Словами не описать тех сонных взглядов, что сошлись на мне во время приема пищи. Ну, извините, господа-товарищи, что разбудил, но я есть очень хочу… Да, ем холодную тушенку руками прямо из консервной банки, куда заблаговременно раскрошил пару галет. Да, непрезентабельно, вот вас так припечет – поглядим, кто хуже выглядеть будет. Ну да, чавкаю по-свински, говорю же, ем я.
– Мнам… Фу фто? Мнам-мнам… Подъем, товарищи, через пятнадцать минут выдвигаемся. – Ну вот поели, можно и поспать… Тьфу ты, то есть повоевать!
Скажу откровенно – накаркал я, как самая позорная ворона! Ой как накаркал! Повоевать, значит? Ну, хавай полной ложкой, товарищ первый лейтенант!..
Нет, поначалу все было поистине прекрасно!
Спокойно проехали между Рудней-Антоновской и Антоновкой. Ехали как на пикник – солнышко светит, вокруг нетронутая природа, свежий воздух. Лепота!

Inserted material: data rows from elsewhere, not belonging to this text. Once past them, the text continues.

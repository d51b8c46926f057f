//! Command text normalisation and compound-command splitting

/// Strip control characters, collapse whitespace runs, trim
///
/// Tabs and line breaks become spaces; other control characters are dropped.
pub fn sanitize(command: &str) -> String {
    let cleaned: String = command
        .chars()
        .filter_map(|c| match c {
            '\t' | '\n' | '\r' => Some(' '),
            c if c.is_control() => None,
            c => Some(c),
        })
        .collect();

    cleaned.split_whitespace().collect::<Vec<_>>().join(" ")
}

/// Split a command on `|`, `||`, `&&`, `;` and `&` outside quotes
///
/// Redirections such as `2>&1` and `&>` are not separators. Empty segments
/// are dropped.
pub fn split_segments(command: &str) -> Vec<String> {
    let chars: Vec<char> = command.chars().collect();
    let mut segments = Vec::new();
    let mut current = String::new();
    let mut in_single = false;
    let mut in_double = false;
    let mut escaped = false;
    let mut i = 0;

    while i < chars.len() {
        let c = chars[i];
        let next = chars.get(i + 1).copied();

        if escaped {
            current.push(c);
            escaped = false;
            i += 1;
            continue;
        }

        match c {
            '\\' if !in_single => {
                escaped = true;
                current.push(c);
            }
            '\'' if !in_double => {
                in_single = !in_single;
                current.push(c);
            }
            '"' if !in_single => {
                in_double = !in_double;
                current.push(c);
            }
            '|' | ';' if !in_single && !in_double => {
                push_segment(&mut segments, &mut current);
                if c == '|' && next == Some('|') {
                    i += 1;
                }
            }
            '&' if !in_single && !in_double => {
                let prev = i.checked_sub(1).map(|p| chars[p]);
                let is_redirect = matches!(prev, Some('>') | Some('<')) || next == Some('>');
                if is_redirect {
                    current.push(c);
                } else {
                    push_segment(&mut segments, &mut current);
                    if next == Some('&') {
                        i += 1;
                    }
                }
            }
            _ => current.push(c),
        }
        i += 1;
    }
    push_segment(&mut segments, &mut current);

    segments
}

fn push_segment(segments: &mut Vec<String>, current: &mut String) {
    let segment = current.trim();
    if !segment.is_empty() {
        segments.push(segment.to_string());
    }
    current.clear();
}
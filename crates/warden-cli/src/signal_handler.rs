//! Shutdown signal handling

use futures::stream::StreamExt;
use signal_hook::consts::{SIGINT, SIGTERM};
use signal_hook_tokio::Signals;

/// Exit status conventionally used after SIGINT
pub const INTERRUPTED: i32 = 130;

/// Resolve on the first SIGINT or SIGTERM, returning the signal number
pub async fn wait_for_shutdown() -> anyhow::Result<i32> {
    let mut signals = Signals::new([SIGINT, SIGTERM])?;
    let handle = signals.handle();
    let signal = signals.next().await.unwrap_or(SIGINT);
    handle.close();
    Ok(signal)
}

Издалека понаблюдали за ленивыми фрицами, разворачивающими ремонтную базу. Копошатся гансики, копают-строят-маскируют, трудятся, в общем. И тут мы, нагло, не таясь катим мимо. Я даже помахал им рукой! А они весело поприветствовали в ответ. Непуганый народ, видать, думают, что мы польская разведка или что-то типа того… Ой лохи! Мимо вас злые диверсанты промчались, а вы им ручкой машете. Утю-тю! До первого удара штурмовиков вы такие веселые и беззаботные.

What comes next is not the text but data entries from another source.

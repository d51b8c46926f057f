//! Output capture
//!
//! One pump task per pipe reads raw chunks, reassembles UTF-8 sequences
//! split across reads, appends to a bounded buffer and forwards each chunk
//! to the observer. The stdout pump of a dev server also feeds a
//! readiness probe.

use parking_lot::Mutex;
use std::sync::Arc;
use std::time::Duration;
use tokio::io::{AsyncRead, AsyncReadExt};
use tokio::task::JoinHandle;
use tokio_util::sync::CancellationToken;
use tracing::debug;

use super::types::{OutputChunk, OutputObserver, OutputStream};

/// Appended once a buffer hits its cap
pub const TRUNCATION_MARKER: &str = "\n... (output truncated due to size limit)";

const READ_CHUNK_BYTES: usize = 8192;

/// Captured output of one stream
#[derive(Debug)]
pub struct OutputBuffer {
    text: String,
    limit: usize,
    truncated: bool,
}

pub type SharedBuffer = Arc<Mutex<OutputBuffer>>;

impl OutputBuffer {
    pub fn new(limit: usize) -> Self {
        Self {
            text: String::new(),
            limit,
            truncated: false,
        }
    }

    pub fn shared(limit: usize) -> SharedBuffer {
        Arc::new(Mutex::new(Self::new(limit)))
    }

    pub fn push(&mut self, chunk: &str) {
        if self.truncated {
            return;
        }
        let remaining = self.limit.saturating_sub(self.text.len());
        if chunk.len() <= remaining {
            self.text.push_str(chunk);
            return;
        }

        let mut cut = remaining;
        while !chunk.is_char_boundary(cut) {
            cut -= 1;
        }
        self.text.push_str(&chunk[..cut]);
        self.text.push_str(TRUNCATION_MARKER);
        self.truncated = true;
    }

    pub fn is_truncated(&self) -> bool {
        self.truncated
    }

    pub fn as_str(&self) -> &str {
        &self.text
    }
}

/// Incremental UTF-8 decoding across read boundaries
#[derive(Debug, Default)]
pub struct Utf8Decoder {
    pending: Vec<u8>,
}

impl Utf8Decoder {
    /// Decode what is complete so far; invalid bytes become U+FFFD
    pub fn decode(&mut self, bytes: &[u8]) -> String {
        self.pending.extend_from_slice(bytes);
        let mut out = String::new();

        loop {
            match std::str::from_utf8(&self.pending) {
                Ok(text) => {
                    out.push_str(text);
                    self.pending.clear();
                    break;
                }
                Err(e) => {
                    let valid = e.valid_up_to();
                    out.push_str(&String::from_utf8_lossy(&self.pending[..valid]));
                    match e.error_len() {
                        Some(len) => {
                            out.push(char::REPLACEMENT_CHARACTER);
                            self.pending.drain(..valid + len);
                        }
                        // Incomplete sequence at the end; wait for more bytes
                        None => {
                            self.pending.drain(..valid);
                            break;
                        }
                    }
                }
            }
        }
        out
    }

    /// Flush whatever is left at end of stream
    pub fn finish(&mut self) -> String {
        let rest = String::from_utf8_lossy(&self.pending).into_owned();
        self.pending.clear();
        rest
    }
}

/// Watches stdout for a readiness marker
#[derive(Debug)]
pub struct ReadinessProbe {
    markers: Vec<String>,
    window: String,
    keep: usize,
    ready: CancellationToken,
}

impl ReadinessProbe {
    pub fn new(markers: &[String], ready: CancellationToken) -> Self {
        let markers: Vec<String> = markers
            .iter()
            .map(|m| m.to_lowercase())
            .filter(|m| !m.is_empty())
            .collect();
        let keep = markers.iter().map(String::len).max().unwrap_or(0);
        Self {
            markers,
            window: String::new(),
            keep,
            ready,
        }
    }

    /// Returns true once any marker has been seen
    pub fn feed(&mut self, chunk: &str) -> bool {
        if self.ready.is_cancelled() {
            return true;
        }
        self.window.push_str(&chunk.to_lowercase());
        if self.markers.iter().any(|m| self.window.contains(m.as_str())) {
            self.window.clear();
            self.ready.cancel();
            return true;
        }

        // A marker split across chunks must still be found next time
        if self.window.len() > self.keep {
            let mut start = self.window.len() - self.keep;
            while !self.window.is_char_boundary(start) {
                start += 1;
            }
            self.window.drain(..start);
        }
        false
    }
}

struct Pump {
    command_id: String,
    stream: OutputStream,
    buffer: SharedBuffer,
    observer: Option<OutputObserver>,
    probe: Option<ReadinessProbe>,
}

impl Pump {
    fn deliver(&mut self, text: String) {
        if text.is_empty() {
            return;
        }
        self.buffer.lock().push(&text);
        if let Some(probe) = self.probe.as_mut() {
            probe.feed(&text);
        }
        if let Some(observer) = &self.observer {
            observer(OutputChunk {
                command_id: self.command_id.clone(),
                stream: self.stream,
                text,
            });
        }
    }
}

/// Spawn a task copying one pipe into a buffer
pub fn spawn_pump<R>(
    mut reader: R,
    command_id: String,
    stream: OutputStream,
    buffer: SharedBuffer,
    observer: Option<OutputObserver>,
    probe: Option<ReadinessProbe>,
) -> JoinHandle<()>
where
    R: AsyncRead + Unpin + Send + 'static,
{
    let mut pump = Pump {
        command_id,
        stream,
        buffer,
        observer,
        probe,
    };

    tokio::spawn(async move {
        let mut decoder = Utf8Decoder::default();
        let mut chunk = vec![0u8; READ_CHUNK_BYTES];
        loop {
            match reader.read(&mut chunk).await {
                Ok(0) => break,
                Ok(n) => pump.deliver(decoder.decode(&chunk[..n])),
                Err(e) => {
                    debug!("Reading {:?} of {} failed: {}", pump.stream, pump.command_id, e);
                    break;
                }
            }
        }
        pump.deliver(decoder.finish());
    })
}

/// Wait for pumps to hit EOF, aborting them after `bound`
///
/// Returns false if the bound was hit, which means something outside the
/// child still holds the pipe open.
pub async fn drain(mut pumps: Vec<JoinHandle<()>>, bound: Duration) -> bool {
    let all = async {
        for pump in pumps.iter_mut() {
            let _ = pump.await;
        }
    };
    if tokio::time::timeout(bound, all).await.is_ok() {
        return true;
    }
    for pump in &pumps {
        pump.abort();
    }
    false
}
//! Turning a sanitized command into a process to spawn

use shell_words::split;
use std::process::Stdio;
use tokio::process::Command;

use crate::error::{SandboxError, SandboxResult};

/// How a command will be started
#[derive(Debug, Clone, PartialEq, Eq)]
pub enum SpawnPlan {
    /// Plain argv, no shell in between
    Direct { program: String, args: Vec<String> },
    /// Needs shell features; run through the platform shell
    Shell { script: String },
}

impl SpawnPlan {
    /// Decide how to spawn a command
    ///
    /// Commands using pipes, chaining, redirection, substitution, globs or
    /// variable expansion go through the shell. Everything else is split
    /// into argv.
    pub fn parse(command: &str) -> SandboxResult<Self> {
        let trimmed = command.trim();
        if trimmed.is_empty() {
            return Err(SandboxError::InvalidOptions(
                "command must not be empty".to_string(),
            ));
        }

        if needs_shell(trimmed) {
            return Ok(SpawnPlan::Shell {
                script: trimmed.to_string(),
            });
        }

        let argv = split(trimmed).map_err(|e| {
            SandboxError::InvalidOptions(format!("failed to parse command line: {}", e))
        })?;
        let (program, args) = argv
            .split_first()
            .map(|(p, rest)| (p.clone(), rest.to_vec()))
            .ok_or_else(|| {
                SandboxError::InvalidOptions("command must include a program".to_string())
            })?;

        Ok(SpawnPlan::Direct { program, args })
    }

    pub fn uses_shell(&self) -> bool {
        matches!(self, SpawnPlan::Shell { .. })
    }

    /// Build the command with piped output and no stdin
    pub fn to_command(&self) -> Command {
        let mut cmd = match self {
            #[cfg(unix)]
            SpawnPlan::Direct { program, args } => {
                let mut cmd = Command::new(program);
                cmd.args(args);
                cmd
            }
            // Package managers are .cmd shims on Windows and need cmd.exe
            #[cfg(windows)]
            SpawnPlan::Direct { program, args } => {
                let mut cmd = Command::new("cmd");
                cmd.arg("/C").arg(program).args(args);
                cmd
            }
            SpawnPlan::Shell { script } => shell_command(script),
        };
        cmd.stdin(Stdio::null())
            .stdout(Stdio::piped())
            .stderr(Stdio::piped());
        cmd
    }
}

#[cfg(unix)]
fn shell_command(script: &str) -> Command {
    let mut cmd = Command::new("sh");
    cmd.arg("-c").arg(script);
    cmd
}

#[cfg(windows)]
fn shell_command(script: &str) -> Command {
    let mut cmd = Command::new("cmd");
    cmd.arg("/C").arg(script);
    cmd
}

/// Whether any unquoted character needs a shell to interpret it
fn needs_shell(command: &str) -> bool {
    let mut in_single = false;
    let mut in_double = false;
    let mut escaped = false;

    for c in command.chars() {
        if escaped {
            escaped = false;
            continue;
        }
        match c {
            '\\' if !in_single => escaped = true,
            '\'' if !in_double => in_single = !in_single,
            '"' if !in_single => in_double = !in_double,
            // Expansion still happens inside double quotes
            '$' | '`' if !in_single => return true,
            '|' | '&' | ';' | '<' | '>' | '*' | '?' | '[' | '~' | '(' | ')' | '{' | '}'
                if !in_single && !in_double =>
            {
                return true;
            }
            _ => {}
        }
    }
    false
}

После этого момента укрепилось и без того стойкое чувство, что раз вчера мы без труда ехали по оживленной дороге и сегодня сделали «ручкой» немцам, то можно чуточку расслабиться и обнаглеть. Поэтому мы выехали на шоссе в сторону Калинковичей, пристроились за колонной грузовиков и спокойненько катили с ними почти до самого города. Вдалеке, на юге, громыхала канонада. Сильные отзвуки взрывов подогревали надежду на легкий и быстрый прорыв. Ежели там сражение, то кто-то наступает. А значит, полно дыр во фронте! Из-за этой самой канонады лица у каждого встречного-поперечного были угрюмые и глубоко задумчивые. Так что ни мы, ни наш транспорт интереса не вызвал. Смотрят на меня, торчащего над бортом машины, окидывают взглядом мой головной убор (рогатывку я все же надел, лишняя маскировка не помешает), потом смотрят на БТР и забывают, на что сейчас смотрели! Клянусь, я офигел от того беспрецедентного наплевательства, излучаемого всеми встреченными противниками. Не приходит им в голову, что так нагло могут себя вести и враги, лихо мчащиеся к свободе!